A FIFA 19 tournament was hosted at Dinamo Minsk Fan House as part of the Minsk 2019 European Games cultural programme ©ITG
A FIFA 19 tournament was hosted at Dinamo Minsk Fan House as part of the Minsk 2019 European Games cultural programme ©ITG

That is presuming, of course, that esports can pull in a crowd while the world’s best athletes are competing in the same vicinity. It certainly seemed like it could not do so when some of Europe’s finest were around, anyway.

Attendance at the Fan House today was sparse. A member of the Belarusian Esports Federation, the organisers of the event, admitted to me that the majority of the 40-odd people in the room were friends and family. Compare this to the 12,000 people who flocked to Minsk Arena, situated just across the road, to watch acrobatic and rhythmic gymnastics.

Admittedly it is unfair to compare the attendance at the Fan House to that at official sporting venues, especially due to the excellent promotion of the European Games across the city. The esports event was advertised however, and had even been reported by BelTA, Belarus’s official state news agency.
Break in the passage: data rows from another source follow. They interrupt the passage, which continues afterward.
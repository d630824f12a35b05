//! Coordinate type definitions

use std::fmt;

use crate::aircraft_position::CurrentPose;
use crate::tile::TileKey;

use super::{lat_to_fractional_tile_y, lon_to_fractional_tile_x, tile_to_lon_lat};

/// A real-valued position within the tile grid at a given zoom.
///
/// The integer part selects a tile, the fractional part is the sub-tile
/// offset used for smooth panning.
#[derive(Debug, Clone, Copy, PartialEq)]
pub struct FractionalTile {
    /// Column (east-west), 0 at the antimeridian
    pub x: f64,
    /// Row (north-south), 0 at the northern Mercator limit
    pub y: f64,
    /// Zoom level
    pub zoom: u8,
}

impl FractionalTile {
    /// Creates a fractional tile position from longitude/latitude in radians.
    pub fn from_lon_lat(lon: f64, lat: f64, zoom: u8) -> Self {
        Self {
            x: lon_to_fractional_tile_x(lon, zoom),
            y: lat_to_fractional_tile_y(lat, zoom),
            zoom,
        }
    }

    /// Creates the fractional tile position under the aircraft.
    pub fn from_pose(pose: &CurrentPose, zoom: u8) -> Self {
        Self::from_lon_lat(pose.longitude, pose.latitude, zoom)
    }

    /// The tile containing this position.
    pub fn key(&self) -> TileKey {
        TileKey::new(self.zoom, self.x.floor() as i32, self.y.floor() as i32)
    }

    /// Offset within the containing tile, each component in `[0, 1)`.
    pub fn offset(&self) -> (f64, f64) {
        (self.x - self.x.floor(), self.y - self.y.floor())
    }

    /// Converts back to `(longitude, latitude)` in radians.
    pub fn to_lon_lat(&self) -> (f64, f64) {
        tile_to_lon_lat(self.x, self.y, self.zoom)
    }
}

impl fmt::Display for FractionalTile {
    fn fmt(&self, f: &mut fmt::Formatter<'_>) -> fmt::Result {
        write!(f, "{}/{:.4}/{:.4}", self.zoom, self.x, self.y)
    }
}
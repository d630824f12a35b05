//! Prefetch command - download the tiles around a position.

use std::time::Duration;

use clap::Args;
use indicatif::{ProgressBar, ProgressStyle};
use tracing::info;

use movingmap::coord::FractionalTile;
use movingmap::fetch::RequestOutcome;
use movingmap::tile::TileKey;

use super::common::{resolve_zoom, PositionArgs};
use crate::error::CliError;
use crate::runner::{CliRunner, GlobalOptions};

/// Largest accepted radius, in tiles.
const MAX_RADIUS: u32 = 16;

/// Arguments for the prefetch command.
#[derive(Debug, Clone, Args)]
pub struct PrefetchArgs {
    #[command(flatten)]
    pub position: PositionArgs,

    /// Zoom level (default: [view] zoom from config.ini)
    #[arg(long)]
    pub zoom: Option<u8>,

    /// Tiles either side of the centre tile
    #[arg(long, default_value = "2")]
    pub radius: u32,
}

/// Tally of request outcomes for the square.
#[derive(Debug, Default, Clone, Copy, PartialEq, Eq)]
struct RequestTally {
    spawned: u64,
    cached: u64,
    skipped: u64,
}

impl RequestTally {
    fn record(&mut self, outcome: RequestOutcome) {
        match outcome {
            RequestOutcome::Spawned => self.spawned += 1,
            RequestOutcome::Cached => self.cached += 1,
            RequestOutcome::OutOfBounds
            | RequestOutcome::AlreadyInFlight
            | RequestOutcome::Closed => self.skipped += 1,
        }
    }
}

/// Every key of the `(2r+1)²` square centred on `center`, row by row.
fn square_around(center: TileKey, radius: i32) -> Vec<TileKey> {
    let mut keys = Vec::with_capacity(((2 * radius + 1) * (2 * radius + 1)) as usize);
    for dy in -radius..=radius {
        for dx in -radius..=radius {
            keys.push(TileKey::new(center.zoom, center.x + dx, center.y + dy));
        }
    }
    keys
}

fn progress_bar(len: u64) -> ProgressBar {
    let progress = ProgressBar::new(len);
    let style = ProgressStyle::with_template(
        "{spinner:.green} [{elapsed_precise}] [{bar:40.cyan/blue}] {pos}/{len} tiles {msg}",
    )
    .unwrap_or_else(|_| ProgressStyle::default_bar())
    .progress_chars("=> ");
    progress.set_style(style);
    progress
}

/// Run the prefetch command.
pub fn run(args: PrefetchArgs, options: &GlobalOptions) -> Result<(), CliError> {
    if args.radius > MAX_RADIUS {
        return Err(CliError::InvalidArgument(format!(
            "radius {} is larger than {}",
            args.radius, MAX_RADIUS
        )));
    }

    let runner = CliRunner::new(options)?;
    runner.log_startup("prefetch");

    let (lon, lat) = args.position.to_radians()?;
    let zoom = resolve_zoom(args.zoom, runner.config().view.zoom)?;
    let center = FractionalTile::from_lon_lat(lon, lat, zoom).key();
    let keys = square_around(center, args.radius as i32);

    println!(
        "Prefetching {} tiles around {} into {}",
        keys.len(),
        center,
        runner.config().cache.directory.display()
    );

    let service = runner.create_service()?;
    let mut tally = RequestTally::default();
    for key in &keys {
        tally.record(service.fetcher().request_tile(*key));
    }
    info!(
        spawned = tally.spawned,
        cached = tally.cached,
        skipped = tally.skipped,
        "Prefetch requests issued"
    );

    let progress = progress_bar(keys.len() as u64);
    progress.set_position(tally.cached + tally.skipped);

    runner.runtime().block_on(async {
        let drain = service.drain();
        tokio::pin!(drain);
        let mut tick = tokio::time::interval(Duration::from_millis(100));
        loop {
            tokio::select! {
                _ = &mut drain => break,
                _ = tick.tick() => {
                    let snapshot = service.metrics().snapshot();
                    let finished = snapshot.fetches_completed + snapshot.fetches_failed;
                    progress.set_position(tally.cached + tally.skipped + finished);
                    progress.set_message(format!("({} failed)", snapshot.fetches_failed));
                }
            }
        }
    });

    let snapshot = service.metrics().snapshot();
    progress.set_position(keys.len() as u64);
    progress.finish_with_message(format!("({} failed)", snapshot.fetches_failed));

    println!();
    println!("{}", snapshot);

    runner.runtime().block_on(service.shutdown());
    Ok(())
}
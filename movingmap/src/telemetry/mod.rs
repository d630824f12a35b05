//! Tile engine telemetry.
//!
//! Lock-free counters updated by the render thread and the fetch workers,
//! read out as a point-in-time snapshot for the CLI.
//!
//! ```text
//! TileService / workers ─────► TileMetrics ─────► TileMetricsSnapshot ─────► CLI
//!                          (atomic counters)     (point-in-time copy)
//! ```
//!
//! # Example
//!
//! ```
//! use movingmap::telemetry::TileMetrics;
//!
//! let metrics = TileMetrics::new();
//! metrics.fetch_spawned();
//! metrics.fetch_completed(18_000);
//!
//! let snapshot = metrics.snapshot();
//! assert_eq!(snapshot.fetches_completed, 1);
//! assert_eq!(snapshot.bytes_downloaded, 18_000);
//! ```

mod metrics;
mod snapshot;

pub use metrics::TileMetrics;
pub use snapshot::TileMetricsSnapshot;
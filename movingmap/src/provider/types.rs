//! Provider error and body types

use std::fmt;
use std::pin::Pin;

use bytes::Bytes;
use futures::Stream;

/// Errors that can occur while downloading a tile.
#[derive(Debug, Clone, PartialEq)]
pub enum ProviderError {
    /// HTTP request failed before a response arrived
    HttpError(String),
    /// Server answered with a non-success status
    Status { url: String, status: u16 },
    /// Response body failed mid-transfer
    Body(String),
}

impl fmt::Display for ProviderError {
    fn fmt(&self, f: &mut fmt::Formatter<'_>) -> fmt::Result {
        match self {
            ProviderError::HttpError(msg) => write!(f, "HTTP error: {}", msg),
            ProviderError::Status { url, status } => write!(f, "HTTP {} from {}", status, url),
            ProviderError::Body(msg) => write!(f, "Failed to read response: {}", msg),
        }
    }
}

impl std::error::Error for ProviderError {}

/// Streamed response body.
pub type BodyStream = Pin<Box<dyn Stream<Item = Result<Bytes, ProviderError>> + Send>>;
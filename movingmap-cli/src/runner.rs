//! CLI runner for common setup and operations.
//!
//! Encapsulates configuration loading, logging initialization, runtime
//! creation and service construction so command handlers stay short.

use std::path::{Path, PathBuf};

use tokio::runtime::Runtime;
use tracing::info;

use movingmap::cache::RasterUploader;
use movingmap::config::MapConfig;
use movingmap::logging::{init_logging, LoggingGuard, DEFAULT_LOG_DIR, DEFAULT_LOG_FILE};
use movingmap::service::TileService;

use crate::error::CliError;

/// Options shared by every command.
#[derive(Debug, Clone)]
pub struct GlobalOptions {
    /// Config file to read instead of the default location
    pub config: Option<PathBuf>,
    /// Directory for the session log
    pub log_dir: Option<PathBuf>,
}

/// Loads `--config` if given, otherwise the default config file.
pub fn load_config(options: &GlobalOptions) -> Result<MapConfig, CliError> {
    let config = match &options.config {
        Some(path) => MapConfig::load_from(path)?,
        None => MapConfig::load()?,
    };
    Ok(config)
}

/// Runner that manages CLI lifecycle and common operations.
pub struct CliRunner {
    /// Keeps the log writer alive while the runner exists
    logging_guard: LoggingGuard,
    config: MapConfig,
    runtime: Runtime,
}

impl CliRunner {
    /// Loads the configuration, starts logging and builds the worker runtime.
    pub fn new(options: &GlobalOptions) -> Result<Self, CliError> {
        let config = load_config(options)?;

        let log_dir = options
            .log_dir
            .clone()
            .unwrap_or_else(|| PathBuf::from(DEFAULT_LOG_DIR));
        let logging_guard =
            init_logging(&log_dir, DEFAULT_LOG_FILE).map_err(CliError::LoggingInit)?;

        let runtime = tokio::runtime::Builder::new_multi_thread()
            .enable_all()
            .thread_name("movingmap-worker")
            .build()
            .map_err(CliError::Runtime)?;

        Ok(Self {
            logging_guard,
            config,
            runtime,
        })
    }

    /// The loaded configuration.
    pub fn config(&self) -> &MapConfig {
        &self.config
    }

    /// Runtime that hosts fetch workers and the telemetry client.
    pub fn runtime(&self) -> &Runtime {
        &self.runtime
    }

    /// Path of the session log file.
    pub fn log_path(&self) -> &Path {
        self.logging_guard.log_path()
    }

    /// Log startup information for a command.
    pub fn log_startup(&self, command: &str) {
        info!("movingmap v{}", env!("CARGO_PKG_VERSION"));
        info!(
            command,
            cache_dir = %self.config.cache.directory.display(),
            host = %self.config.source.host,
            log = %self.log_path().display(),
            "CLI command starting"
        );
    }

    /// Starts a tile service backed by in-memory rasters.
    ///
    /// Must be called on the thread that will resolve tiles.
    pub fn create_service(&self) -> Result<TileService<RasterUploader>, CliError> {
        let handle = self.runtime.handle().clone();
        let service = TileService::start(&self.config, RasterUploader, handle)?;
        info!("Service created successfully");
        Ok(service)
    }
}
//! Configuration for the tile engine and its front ends.
//!
//! Settings are read from `config.ini` in the platform config directory
//! (`~/.config/movingmap/config.ini` on Linux). Every key is optional; a
//! missing file or section leaves the defaults below in place.
//!
//! ```ini
//! [cache]
//! directory = tilecache
//! texture_capacity = 512
//! corrupt_tiles = keep
//!
//! [source]
//! host = tile.openstreetmap.org
//! timeout_secs = 30
//! max_concurrent_fetches = 8
//!
//! [telemetry]
//! address = 127.0.0.1:10747
//!
//! [view]
//! width = 800
//! height = 600
//! zoom = 13
//! ```

mod file;

pub use file::{config_directory, config_file_path, ConfigFileError};

use std::path::PathBuf;
use std::time::Duration;

use crate::aircraft_position::DEFAULT_TELEMETRY_ADDRESS;
use crate::cache::{CorruptTilePolicy, DEFAULT_CACHE_DIR};
use crate::fetch::FetchConfig;
use crate::provider::{DEFAULT_TILE_HOST, DEFAULT_TIMEOUT_SECS};
use crate::tile::Viewport;
use crate::USER_AGENT;

/// Default map zoom level.
pub const DEFAULT_ZOOM: u8 = 13;

/// Complete configuration.
#[derive(Debug, Clone, PartialEq, Default)]
pub struct MapConfig {
    pub cache: CacheSettings,
    pub source: SourceSettings,
    pub telemetry: TelemetrySettings,
    pub view: ViewSettings,
}

/// `[cache]` section.
#[derive(Debug, Clone, PartialEq)]
pub struct CacheSettings {
    /// Root of the on-disk tile store
    pub directory: PathBuf,
    /// Maximum decoded tiles kept in memory, `None` for unbounded
    pub texture_capacity: Option<u64>,
    /// What to do with cached files that fail to decode
    pub corrupt_tiles: CorruptTilePolicy,
}

impl Default for CacheSettings {
    fn default() -> Self {
        Self {
            directory: PathBuf::from(DEFAULT_CACHE_DIR),
            texture_capacity: None,
            corrupt_tiles: CorruptTilePolicy::Keep,
        }
    }
}

/// `[source]` section.
#[derive(Debug, Clone, PartialEq)]
pub struct SourceSettings {
    pub host: String,
    pub user_agent: String,
    /// Whole-request timeout in seconds; 0 disables it
    pub timeout_secs: u64,
    /// Limit on concurrent downloads, `None` for unbounded
    pub max_concurrent_fetches: Option<usize>,
}

impl Default for SourceSettings {
    fn default() -> Self {
        Self {
            host: DEFAULT_TILE_HOST.to_string(),
            user_agent: USER_AGENT.to_string(),
            timeout_secs: DEFAULT_TIMEOUT_SECS,
            max_concurrent_fetches: None,
        }
    }
}

impl SourceSettings {
    /// Request timeout, or `None` when disabled.
    pub fn timeout(&self) -> Option<Duration> {
        (self.timeout_secs > 0).then(|| Duration::from_secs(self.timeout_secs))
    }
}

/// `[telemetry]` section.
#[derive(Debug, Clone, PartialEq)]
pub struct TelemetrySettings {
    /// `host:port` of the simulator's telemetry server
    pub address: String,
}

impl Default for TelemetrySettings {
    fn default() -> Self {
        Self {
            address: DEFAULT_TELEMETRY_ADDRESS.to_string(),
        }
    }
}

/// `[view]` section.
#[derive(Debug, Clone, PartialEq)]
pub struct ViewSettings {
    pub width: u32,
    pub height: u32,
    /// Always within the range the view supports
    pub zoom: u8,
}

impl Default for ViewSettings {
    fn default() -> Self {
        let viewport = Viewport::default();
        Self {
            width: viewport.width,
            height: viewport.height,
            zoom: DEFAULT_ZOOM,
        }
    }
}

impl MapConfig {
    /// Settings for the fetch coordinator.
    pub fn fetch_config(&self) -> FetchConfig {
        FetchConfig {
            host: self.source.host.clone(),
            max_concurrent_fetches: self.source.max_concurrent_fetches,
        }
    }

    /// Window geometry for frame planning.
    pub fn viewport(&self) -> Viewport {
        Viewport::new(self.view.width, self.view.height)
    }
}

#[cfg(test)]
mod tests {
    use super::*;

    #[test]
    fn test_defaults_match_documented_values() {
        let config = MapConfig::default();

        assert_eq!(config.cache.directory, PathBuf::from("tilecache"));
        assert_eq!(config.cache.texture_capacity, None);
        assert_eq!(config.cache.corrupt_tiles, CorruptTilePolicy::Keep);
        assert_eq!(config.source.host, "tile.openstreetmap.org");
        assert!(config.source.user_agent.starts_with("movingmap/"));
        assert_eq!(config.source.timeout(), Some(Duration::from_secs(30)));
        assert_eq!(config.source.max_concurrent_fetches, None);
        assert_eq!(config.telemetry.address, "127.0.0.1:10747");
        assert_eq!((config.view.width, config.view.height), (800, 600));
        assert_eq!(config.view.zoom, 13);
    }

    #[test]
    fn test_zero_timeout_disables_it() {
        let source = SourceSettings {
            timeout_secs: 0,
            ..Default::default()
        };
        assert_eq!(source.timeout(), None);
    }

    #[test]
    fn test_derived_settings() {
        let mut config = MapConfig::default();
        config.source.host = "tiles.example.org".to_string();
        config.source.max_concurrent_fetches = Some(4);
        config.view.width = 1024;

        let fetch = config.fetch_config();
        assert_eq!(fetch.host, "tiles.example.org");
        assert_eq!(fetch.max_concurrent_fetches, Some(4));
        assert_eq!(config.viewport(), Viewport::new(1024, 600));
    }
}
As such, this suggests that maybe there is a lack of interest in esports when it is held side by side with an actual sporting event. There is no doubt that esports is extremely popular. Last year, Newzoo produced a global esports market report, claiming that there were 215 million occasional esports viewers and 165 million enthusiasts around the world. This produced a total audience size of 380 million. They also predicted that in 2021, this audience would grow to 557 million.

The event even featured two commentators, who did their best to ramp up the atmosphere ©ITG
The event even featured two commentators, who did their best to ramp up the atmosphere ©ITG

Esports events are incredibly successful in their own right and fans have constant access to glamorous and exhilarating tournaments. Today’s event was tepid in comparison, with a small prize fund of $2,000 (£1,570/ €1,755) split between the four best players.

This is because esports is not the main attraction at a sporting event and never will be. The spotlight will always be on the official sports taking place, especially at an Olympic or Paralympic Games.

This does beg the question as to whether esports fans will even bother with a competition that will probably be relegated to a backroom while Olympic athletes take centre stage. The excitement of an esports event will likely be repressed by IOC regulations as well. The IOC are not impressed with esports involving violence, for instance, with such games sure to be discarded at any event associated with the organisation.

Esports will not appear on the Olympic programme any time soon, that is certain. Instead it will continue to be a side event, as it was at the European Games here. Whether this kind of format will attract the desired level of fans and spectators is yet to be seen. Today’s event suggests that it will not.